Are you sure there are no kinks in the ducts? It sounds like you may have had a bit of work done when they divided the two systems.

To be clear; there is now no cross-venting problems between the two bathrooms? Just not venting well to the outside?
 
You could buy smoke candles to watch the smoke exiting.

But if you see very little smoke exiting, what does that really tell you ? Is the flow restricted because the duct is restricted, the baffle is restrictive or the fan is too small ?

I don't think it's even possible to buy a bathroom exhaust fan smaller than what you have. I think your fan is too small.
If you are worried about sound, the Panasonic fans really are quiet.
 
Thanks, both of you. I do have Panasonic "squirrel cage" fans. They are very quiet.

I will go into the attic and look to see what the ducts look like. I can't do that until this weekend.

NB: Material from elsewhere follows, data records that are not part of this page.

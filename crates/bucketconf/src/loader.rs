//! Config file discovery, loading, merging, and environment variable overlay.

use crate::{ConfigError, NodeConfig, NodeSettings};
use std::env;
use std::path::{Path, PathBuf};

/// Information about where config values came from.
#[derive(Debug, Clone, Default)]
pub struct ConfigSources {
    /// Config files that were loaded (in order)
    pub files: Vec<PathBuf>,
    /// Environment variables that overrode config values
    pub env_overrides: Vec<String>,
}

/// Discover config files in standard locations.
///
/// Returns paths in load order (system, user, local).
/// Only returns files that exist.
pub fn discover_config_files() -> Vec<PathBuf> {
    discover_config_files_with_override(None)
}

/// Discover config files, optionally with a CLI override path.
///
/// If `cli_path` is provided and exists, it replaces the local override.
/// Returns paths in load order (system, user, local/cli).
pub fn discover_config_files_with_override(cli_path: Option<&Path>) -> Vec<PathBuf> {
    let mut files = Vec::new();

    let system = PathBuf::from("/etc/bucketry/config.toml");
    if system.exists() {
        files.push(system);
    }

    if let Some(config_dir) = directories::BaseDirs::new().map(|d| d.config_dir().to_path_buf()) {
        let user = config_dir.join("bucketry/config.toml");
        if user.exists() {
            files.push(user);
        }
    }

    // CLI override takes precedence over local
    if let Some(path) = cli_path {
        if path.exists() {
            files.push(path.to_path_buf());
            return files;
        }
    }

    let local = PathBuf::from("bucketry.toml");
    if local.exists() {
        files.push(local);
    }

    files
}

/// Load config from a TOML file.
pub fn load_from_file(path: &Path) -> Result<NodeConfig, ConfigError> {
    let contents = std::fs::read_to_string(path).map_err(|e| ConfigError::FileRead {
        path: path.to_path_buf(),
        source: e,
    })?;

    toml::from_str(&contents).map_err(|e| ConfigError::Parse {
        path: path.to_path_buf(),
        message: e.to_string(),
    })
}

/// Merge two configs, with `overlay` taking precedence.
///
/// A node field wins when it differs from the compiled default, so a later
/// file that leaves a field unset does not clobber an earlier file's value.
/// Bucket tables merge per name; an overlay entry replaces the base entry
/// wholesale.
pub fn merge_configs(base: NodeConfig, overlay: NodeConfig) -> NodeConfig {
    let defaults = NodeSettings::default();
    let mut merged = NodeConfig {
        node: NodeSettings {
            server_port: if overlay.node.server_port != defaults.server_port {
                overlay.node.server_port
            } else {
                base.node.server_port
            },
            peers: if !overlay.node.peers.is_empty() {
                overlay.node.peers
            } else {
                base.node.peers
            },
            debug: if overlay.node.debug != defaults.debug {
                overlay.node.debug
            } else {
                base.node.debug
            },
            log_level: if overlay.node.log_level != defaults.log_level {
                overlay.node.log_level
            } else {
                base.node.log_level
            },
        },
        buckets: base.buckets,
    };
    merged.buckets.extend(overlay.buckets);
    merged
}

/// Apply environment variable overrides to config.
pub fn apply_env_overrides(config: &mut NodeConfig, sources: &mut ConfigSources) {
    if let Ok(v) = env::var("BUCKETRY_SERVER_PORT") {
        config.node.server_port = v;
        sources.env_overrides.push("BUCKETRY_SERVER_PORT".to_string());
    }
    // Comma-separated host:port list
    if let Ok(v) = env::var("BUCKETRY_PEERS") {
        config.node.peers = v
            .split(',')
            .map(str::trim)
            .filter(|s| !s.is_empty())
            .map(str::to_string)
            .collect();
        sources.env_overrides.push("BUCKETRY_PEERS".to_string());
    }
    if let Ok(v) = env::var("BUCKETRY_DEBUG") {
        config.node.debug = matches!(v.as_str(), "1" | "true" | "yes");
        sources.env_overrides.push("BUCKETRY_DEBUG".to_string());
    }
    if let Ok(v) = env::var("BUCKETRY_LOG_LEVEL") {
        config.node.log_level = v;
        sources.env_overrides.push("BUCKETRY_LOG_LEVEL".to_string());
    }
    // Also support RUST_LOG
    if let Ok(v) = env::var("RUST_LOG") {
        config.node.log_level = v;
        sources.env_overrides.push("RUST_LOG".to_string());
    }
}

When I bought these, I went through the calculations: volume of the bathroom; length of the ducts (and there are calculations for both smooth and not smooth ducts), etc. 50 cfm came out fine, a bit larger than necessary for the bigger bathroom. But the duct makes a big difference, and I don't know what they used when they split it.
I also wonder if the termination of the ducts is limiting flow? I took it off of the smaller bathroom, but I can't figure out what difference it made.

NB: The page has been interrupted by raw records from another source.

//! bucketry - distributed in-memory task bucket scheduler
//!
//! Each node runs a set of named, bounded task pools ("buckets"). A task is a
//! user-supplied [`Executor`] callback with a unique id, a JSON payload, and a
//! lifetime limit; it runs in its own tokio task with panic isolation and
//! deterministic lifecycle callbacks.
//!
//! Nodes join a symmetric mesh over a TCP control plane (see `bucketproto`).
//! When a local bucket is saturated, [`Group::fill`] forwards the task to the
//! peer reporting the lightest load for that bucket. Forwarding is
//! fire-and-forget: success means the request was queued to the peer, not
//! that the peer ran it.

pub mod bucket;
pub mod error;
pub mod executor;
pub mod group;
pub mod net;
pub mod task;

pub use bucket::{Bucket, BucketConfig};
pub use error::{BucketError, GroupError, TaskError};
pub use executor::Executor;
pub use group::Group;
pub use task::TaskKind;
//! TCP control plane: line framing, peer server, peer client.
//!
//! One JSON message per `\n`-terminated line over a plain TCP stream. Each
//! connection is split into a sink and a stream half; outbound messages go
//! through an unbounded FIFO drained by [`write_pump`], inbound lines are
//! parsed by the connection's reader and handed to a consumer queue. Pumps
//! block when idle and stop on cancellation.

pub(crate) mod client;
pub(crate) mod handlers;
pub(crate) mod server;

use futures::stream::{SplitSink, SplitStream};
use futures::{SinkExt, StreamExt};
use serde::Serialize;
use tokio::net::TcpStream;
use tokio::sync::mpsc;
use tokio_util::codec::{Framed, LinesCodec};
use tokio_util::sync::CancellationToken;
use tracing::debug;

/// Hard cap on one wire line; a peer sending more is misbehaving.
pub(crate) const MAX_LINE_LEN: usize = 1 << 20;

pub(crate) type WireSink = SplitSink<Framed<TcpStream, LinesCodec>, String>;
pub(crate) type WireStream = SplitStream<Framed<TcpStream, LinesCodec>>;

pub(crate) fn split_stream(stream: TcpStream) -> (WireSink, WireStream) {
    Framed::new(stream, LinesCodec::new_with_max_length(MAX_LINE_LEN)).split()
}

/// Host portion of a `host:port` address.
pub(crate) fn host_of(addr: &str) -> &str {
    addr.rsplit_once(':').map(|(host, _)| host).unwrap_or(addr)
}

/// The allow-list is IP-only: the remote IP must match the host portion of
/// some configured peer. A peer that has not dialed us yet is still allowed
/// in - membership is by address, not by connection state.
pub(crate) fn is_addr_allowed(remote_ip: &str, members: &[String]) -> bool {
    members.iter().any(|member| host_of(member) == remote_ip)
}

/// Drain one outbound FIFO onto the wire, preserving enqueue order.
///
/// Write failures are logged and the pump keeps going; the reader is the
/// authority on connection death and will cancel us.
pub(crate) async fn write_pump<W: Serialize>(
    mut queue: mpsc::UnboundedReceiver<W>,
    mut sink: WireSink,
    addr: String,
    cancel: CancellationToken,
) {
    loop {
        tokio::select! {
            _ = cancel.cancelled() => return,
            msg = queue.recv() => {
                let Some(msg) = msg else { return };
                let line = match bucketproto::to_line(&msg) {
                    Ok(line) => line,
                    Err(e) => {
                        debug!(peer = %addr, error = %e, "dropping unencodable message");
                        continue;
                    }
                };
                if let Err(e) = sink.send(line).await {
                    debug!(peer = %addr, error = %e, "write failed");
                }
            }
        }
    }
}

#[cfg(test)]
mod tests {
    use super::*;

    #[test]
    fn host_of_splits_on_last_colon() {
        assert_eq!(host_of("127.0.0.1:4770"), "127.0.0.1");
        assert_eq!(host_of("node-a.internal:4770"), "node-a.internal");
        assert_eq!(host_of("bare-host"), "bare-host");
    }

    #[test]
    fn allow_list_matches_host_only() {
        let members = vec![
            "10.0.0.2:4770".to_string(),
            "10.0.0.3:4771".to_string(),
        ];
        // Ephemeral source ports do not matter, only the IP.
        assert!(is_addr_allowed("10.0.0.2", &members));
        assert!(is_addr_allowed("10.0.0.3", &members));
        assert!(!is_addr_allowed("10.0.0.4", &members));
        assert!(!is_addr_allowed("", &[]));
    }
}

My wife also reminded me that this is where my mother kept the cat's litter. So, I'll clean the squirrel cage, take off the outer termination for the fan in the in law (with shower), look at the ducts, and see what happens. I may also disconnect the fan in the attic from the duct to see what happens. If that works, then the duct is too long/wrong kind/ the termination is wrong/ or the fan needs to be bigger.

The problem with these fans is they go from 50 cfm to 100. I'm sure 100 is way too much.

I'll report back.
 
I've found a few 'flex' ducts which looked OK but were 'sagged' in places and those contained water which was impairing airflow. Best practice with these and dryer vents is to use the minimum "flex" pipe necessary and run the rest solid pipe with downhill sloping to the exhaust..
 
What I figured out is the following. The bathroom is less than 50 cubic feet, which supposedly means you use about the same size of fan, which is what is installed (50 cfm, cubic feet per minute).

This fan uses a squirrel cage fan system. I vacuumed it out, and then blew it with compressed air. I then took the plastic tube and scratched one of the fins of the cage. Covered in soot. Ugh. Took the soffit vent cover off, ran the fan while running the shower. Took longer to fog up the mirror than before, but still fogged up the mirror.

I tried to remove the cage to clean, but I couldn't see how to get it out of there. Might be possible, but there was a plastic shroud that covered the edge of cage. The cage seems to only be held by a nut, but I can't see how to get the cage past the shroud.

Went into the attic to see how long the ducting was. About 2 feet corrugated from fan to smooth ducting, about 5 feet smooth ducting, then 2.5 feet corrugated that takes a plunge from flat to the soffit outlet.

The last time I did this, I found some formula for calculating the fan size, which included length and type of ducting and also added in for the vent. I can't find that now, but about 10 feet of ducting is a bit, with two turns (one from fan upward, one plunge from smooth ducting to soffit). The formula I previously used also deducted more for corrugated ducting. And the soffit vent isn't a great one. Panasonic sells a nicer one, but given where the soffit vent is, it might be a bear to install.

So, researched Panasonic fans. Now, they sell one that has 50, 80, or 100 cfm, adjustable. I'm going to buy that, set at 80 cfm and see what happens.

As suggested by @Mastercarpenty, I'll also make sure the ducting is angled toward the soffit (not sure that it is now).